I hope we  all listen to the wisdom of our dreams and carry their message of our souls into our waking life.

Thursday, October 4, 2012

The Presidential Debate

Yes, I watched the debate last night and was admittedly wishing that President Obama would have  had the energy to tackle Gov Romney more forcefully. However, what all the pundits and reporters left and right seem to be  mesmerized by is the costume not the content.The  costume worn for an early Halloween by Romney was that of a caring conservative. Sorry, Romney these days that is an oxymoron.  With mask on tight, Romney energetically and smilingly shared that CURRENTLY no one on Medicare or  social security need worry. That is, if you are over 60 you are safe from the Republicans sword-slashing of "entitlement" programs that we all pay for.Obama did nail him on that one as he looked directly at the camera and  said to pay attention if you are in your 50's!

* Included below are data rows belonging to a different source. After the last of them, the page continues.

#[async_trait]
impl Store for SupabaseStore {
    async fn list_topics(&self) -> StoreResult<Vec<Topic>> {
        self.select(Table::Topics, "*", &[newest_first()]).await
    }

    async fn get_topic(&self, id: &str) -> StoreResult<Option<Topic>> {
        self.select_one(Table::Topics, &[("id", eq(id))]).await
    }

    async fn find_topics_by_title(&self, title: &str, limit: usize) -> StoreResult<Vec<Topic>> {
        self.select(
            Table::Topics,
            "*",
            &[("title", eq(title)), ("limit", limit.to_string())],
        )
        .await
    }

    async fn create_topic(&self, topic: NewTopic) -> StoreResult<Topic> {
        self.insert(Table::Topics, &topic).await
    }

    async fn update_topic(&self, id: &str, update: TopicUpdate) -> StoreResult<Option<Topic>> {
        self.update(Table::Topics, &[("id", eq(id))], &update).await
    }

    async fn delete_topic(&self, id: &str) -> StoreResult<bool> {
        self.delete(Table::GradeTopics, &[("topic_id", eq(id))])
            .await?;
        self.delete(Table::Topics, &[("id", eq(id))]).await
    }

    async fn list_grades(&self) -> StoreResult<Vec<Grade>> {
        self.select(Table::Grades, "*", &[("order", "level.asc".to_string())])
            .await
    }

    async fn get_grade(&self, id: &str) -> StoreResult<Option<Grade>> {
        self.select_one(Table::Grades, &[("id", eq(id))]).await
    }

    async fn grade_by_level(&self, level: u8) -> StoreResult<Option<Grade>> {
        self.select_one(Table::Grades, &[("level", eq(&level.to_string()))])
            .await
    }

    async fn create_grade(&self, grade: NewGrade) -> StoreResult<Grade> {
        self.insert(Table::Grades, &grade).await
    }

    async fn list_grade_topics(&self) -> StoreResult<Vec<GradeTopic>> {
        self.select(Table::GradeTopics, "grade_id,topic_id", &[]).await
    }

    async fn assign_topic_to_grade(&self, grade_id: &str, topic_id: &str) -> StoreResult<()> {
        self.insert_minimal(Table::GradeTopics, &GradeTopicRow { grade_id, topic_id })
            .await
    }

    async fn remove_topic_from_grade(&self, grade_id: &str, topic_id: &str) -> StoreResult<bool> {
        self.delete(
            Table::GradeTopics,
            &[("grade_id", eq(grade_id)), ("topic_id", eq(topic_id))],
        )
        .await
    }

    async fn replace_topic_grades(
        &self,
        topic_id: &str,
        grade_ids: &[String],
    ) -> StoreResult<Vec<GradeTopic>> {
        self.delete(Table::GradeTopics, &[("topic_id", eq(topic_id))])
            .await?;
        let mut rows: Vec<GradeTopicRow<'_>> = Vec::with_capacity(grade_ids.len());
        for grade_id in grade_ids.iter().map(String::as_str) {
            if !rows.iter().any(|r| r.grade_id == grade_id) {
                rows.push(GradeTopicRow { grade_id, topic_id });
            }
        }
        self.insert_many(Table::GradeTopics, &rows).await
    }

    async fn record_topic_view(&self, view: TopicView) -> StoreResult<()> {
        self.insert_minimal(Table::UserTopicHistory, &view).await
    }

    async fn list_user_grades(&self, user_id: &str) -> StoreResult<Vec<Grade>> {
        let rows: Vec<UserGradeRow> = self
            .select(
                Table::UserGrades,
                "grade_id,grades(*)",
                &[("user_id", eq(user_id))],
            )
            .await?;
        let mut grades: Vec<Grade> = rows.into_iter().filter_map(|r| r.grades).collect();
        grades.sort_by_key(|g| g.level);
        Ok(grades)
    }

    async fn assign_user_grade(&self, user_id: &str, grade_id: &str) -> StoreResult<UserGrade> {
        let row = UserGrade {
            user_id: user_id.to_string(),
            grade_id: grade_id.to_string(),
        };
        self.insert(Table::UserGrades, &row).await
    }

    async fn remove_user_grade(&self, user_id: &str, grade_id: &str) -> StoreResult<bool> {
        self.delete(
            Table::UserGrades,
            &[("user_id", eq(user_id)), ("grade_id", eq(grade_id))],
        )
        .await
    }

    async fn insert_content(
        &self,
        content: NewEducationalContent,
    ) -> StoreResult<EducationalContent> {
        self.insert(Table::EducationalContent, &content).await
    }

    async fn get_content(&self, id: &str) -> StoreResult<Option<EducationalContent>> {
        self.select_one(Table::EducationalContent, &[("id", eq(id))])
            .await
    }

    async fn list_content(&self, filter: ContentFilter) -> StoreResult<Vec<EducationalContent>> {
        let mut query = vec![newest_first()];
        if let Some(ids) = &filter.topic_ids {
            query.push(("topic_id", in_list(ids)));
        }
        if let Some(grade) = filter.grade {
            query.push(("grade", eq(&grade.to_string())));
        }
        if let Some(q) = &filter.query {
            let pattern = sanitize_pattern(q);
            query.push((
                "or",
                format!(
                    "(title.ilike.*{pattern}*,description.ilike.*{pattern}*,processed_content.ilike.*{pattern}*)"
                ),
            ));
        }
        if let Some(limit) = filter.limit {
            query.push(("limit", limit.to_string()));
        }
        self.select(Table::EducationalContent, "*", &query).await
    }

    async fn delete_content(&self, id: &str) -> StoreResult<bool> {
        self.delete(Table::EducationalContent, &[("id", eq(id))])
            .await
    }

    async fn insert_quiz(&self, quiz: NewQuiz) -> StoreResult<QuizRecord> {
        self.insert(Table::Quizzes, &quiz).await
    }

    async fn get_quiz(&self, id: &str) -> StoreResult<Option<QuizRecord>> {
        self.select_one(Table::Quizzes, &[("id", eq(id))]).await
    }

    async fn list_quizzes(&self, filter: QuizFilter) -> StoreResult<Vec<QuizRecord>> {
        let mut query = vec![newest_first()];
        if let Some(ids) = &filter.topic_ids {
            query.push(("topic_id", in_list(ids)));
        }
        if let Some(difficulty) = &filter.difficulty {
            query.push(("difficulty", eq(difficulty)));
        }
        self.select(Table::Quizzes, "*", &query).await
    }

    async fn delete_quiz(&self, id: &str) -> StoreResult<bool> {
        self.delete(Table::Quizzes, &[("id", eq(id))]).await
    }

    async fn insert_quiz_result(&self, result: NewQuizResult) -> StoreResult<QuizResultRecord> {
        self.insert(Table::QuizResults, &result).await
    }

    async fn list_quiz_results(&self, user_id: &str) -> StoreResult<Vec<QuizResultRecord>> {
        self.select(
            Table::QuizResults,
            "*",
            &[("user_id", eq(user_id)), newest_first()],
        )
        .await
    }

    async fn insert_practice_exam(&self, exam: NewPracticeExam) -> StoreResult<PracticeExamRecord> {
        self.insert(Table::PracticeExams, &exam).await
    }

    async fn list_quiz_topics(&self) -> StoreResult<Vec<Topic>> {
        let rows: Vec<QuizTopicRow> = self
            .select(
                Table::Quizzes,
                "topic_id",
                &[("topic_id", "not.is.null".to_string())],
            )
            .await?;
        let mut ids: Vec<String> = rows.into_iter().filter_map(|r| r.topic_id).collect();
        ids.sort();
        ids.dedup();
        if ids.is_empty() {
            return Ok(Vec::new());
        }
        self.select(
            Table::Topics,
            "*",
            &[("id", in_list(&ids)), ("order", "title.asc".to_string())],
        )
        .await
    }

    async fn insert_flashcard_set(&self, set: NewFlashcardSet) -> StoreResult<FlashcardSetRecord> {
        self.insert(Table::FlashcardSets, &set).await
    }

    async fn get_flashcard_set(&self, id: &str) -> StoreResult<Option<FlashcardSetRecord>> {
        self.select_one(Table::FlashcardSets, &[("id", eq(id))]).await
    }

    async fn list_flashcard_sets(
        &self,
        filter: FlashcardFilter,
    ) -> StoreResult<Vec<FlashcardSetRecord>> {
        let mut query = vec![newest_first()];
        if let Some(topic_id) = &filter.topic_id {
            query.push(("topic_id", eq(topic_id)));
        }
        if let Some(grade) = filter.grade {
            query.push(("grade", eq(&grade.to_string())));
        }
        self.select(Table::FlashcardSets, "*", &query).await
    }

    async fn delete_flashcard_set(&self, id: &str) -> StoreResult<bool> {
        self.delete(Table::FlashcardSets, &[("id", eq(id))]).await
    }

    async fn insert_flashcard_session(
        &self,
        session: NewFlashcardSession,
    ) -> StoreResult<FlashcardSessionRecord> {
        self.insert(Table::FlashcardSessions, &session).await
    }

    async fn list_flashcard_sessions(
        &self,
        user_id: &str,
    ) -> StoreResult<Vec<FlashcardSessionRecord>> {
        self.select(
            Table::FlashcardSessions,
            "*",
            &[("user_id", eq(user_id)), newest_first()],
        )
        .await
    }

    async fn insert_learning_session(
        &self,
        session: NewLearningSession,
    ) -> StoreResult<LearningSessionRecord> {
        self.insert(Table::UserLearningSessions, &session).await
    }

    async fn learning_history(&self, user_id: &str) -> StoreResult<Vec<LearningHistoryEntry>> {
        self.select(
            Table::UserLearningSessions,
            HISTORY_SELECT,
            &[("user_id", eq(user_id)), newest_first()],
        )
        .await
    }

    async fn insert_chat_message(
        &self,
        session_id: &str,
        role: ChatRole,
        content: &str,
    ) -> StoreResult<()> {
        self.insert_minimal(
            Table::ChatMessages,
            &ChatMessageRow {
                session_id,
                role,
                content,
            },
        )
        .await
    }

    async fn recent_chat_messages(
        &self,
        session_id: &str,
        limit: usize,
    ) -> StoreResult<Vec<ChatMessage>> {
        let mut messages: Vec<ChatMessage> = self
            .select(
                Table::ChatMessages,
                "session_id,role,content,created_at",
                &[
                    ("session_id", eq(session_id)),
                    newest_first(),
                    ("limit", limit.to_string()),
                ],
            )
            .await?;
        messages.reverse();
        Ok(messages)
    }

    async fn chat_messages(&self, session_id: &str) -> StoreResult<Vec<ChatMessage>> {
        self.select(
            Table::ChatMessages,
            "session_id,role,content,created_at",
            &[
                ("session_id", eq(session_id)),
                ("order", "created_at.asc".to_string()),
            ],
        )
        .await
    }

    async fn insert_chat_session(
        &self,
        user_id: &str,
        session_id: &str,
        topic: &str,
    ) -> StoreResult<()> {
        self.insert_minimal(
            Table::UserChatSessions,
            &ChatSessionRow {
                user_id,
                session_id,
                topic,
            },
        )
        .await
    }

    async fn list_chat_sessions(&self, user_id: &str) -> StoreResult<Vec<ChatSessionRecord>> {
        self.select(
            Table::UserChatSessions,
            "*",
            &[("user_id", eq(user_id)), newest_first()],
        )
        .await
    }

    async fn resolve_user(&self, token: &str) -> StoreResult<Option<UserProfile>> {
        let request = self
            .http
            .get(format!("{}/auth/v1/user", self.base_url))
            .header("apikey", &self.anon_key)
            .bearer_auth(token);

        let response = match Self::send(request).await {
            Ok(response) => response,
            Err(StoreError::Api { status, message })
                if status == StatusCode::UNAUTHORIZED.as_u16()
                    || status == StatusCode::FORBIDDEN.as_u16() =>
            {
                warn!(status, message = %message, "Token rejected by auth service");
                return Ok(None);
            }
            Err(e) => return Err(e),
        };
        let auth_user: AuthUser = Self::decode(response).await?;

        if let Some(admin) = self.lookup_profile(Table::Admins, &auth_user.id).await? {
            return Ok(Some(admin.into_profile("admin", auth_user.email)));
        }
        if let Some(user) = self.lookup_profile(Table::Users, &auth_user.id).await? {
            return Ok(Some(user.into_profile("user", auth_user.email)));
        }

        warn!(user_id = %auth_user.id, "Authenticated user has no profile row");
        Ok(None)
    }
}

Romney, with slick and  smirky smile, kept referring what the federal government would no longer do. He kept sending everything back to the states to take care of..He was given the opportunity by Obama to speak his agenda and when he wasn't  lying about the math and the facts, he clearly stated how he was dismantling the federal government and was not raising taxes on the rich and how he was expecting the states...those bankrupt bastions of inconsistencies and inequality..to take care of the commonweal.....right....righter....rightest.

For the wounded feminine principle to rise, we need to recognize the need for leaders, both men and women, who see our interconnectedness and  care about the common good. Obama appears to be a feminine principled man at heart; Romney, under his mask, is not.Remember content not costume is what is most important. My vote is for the feminine principled man.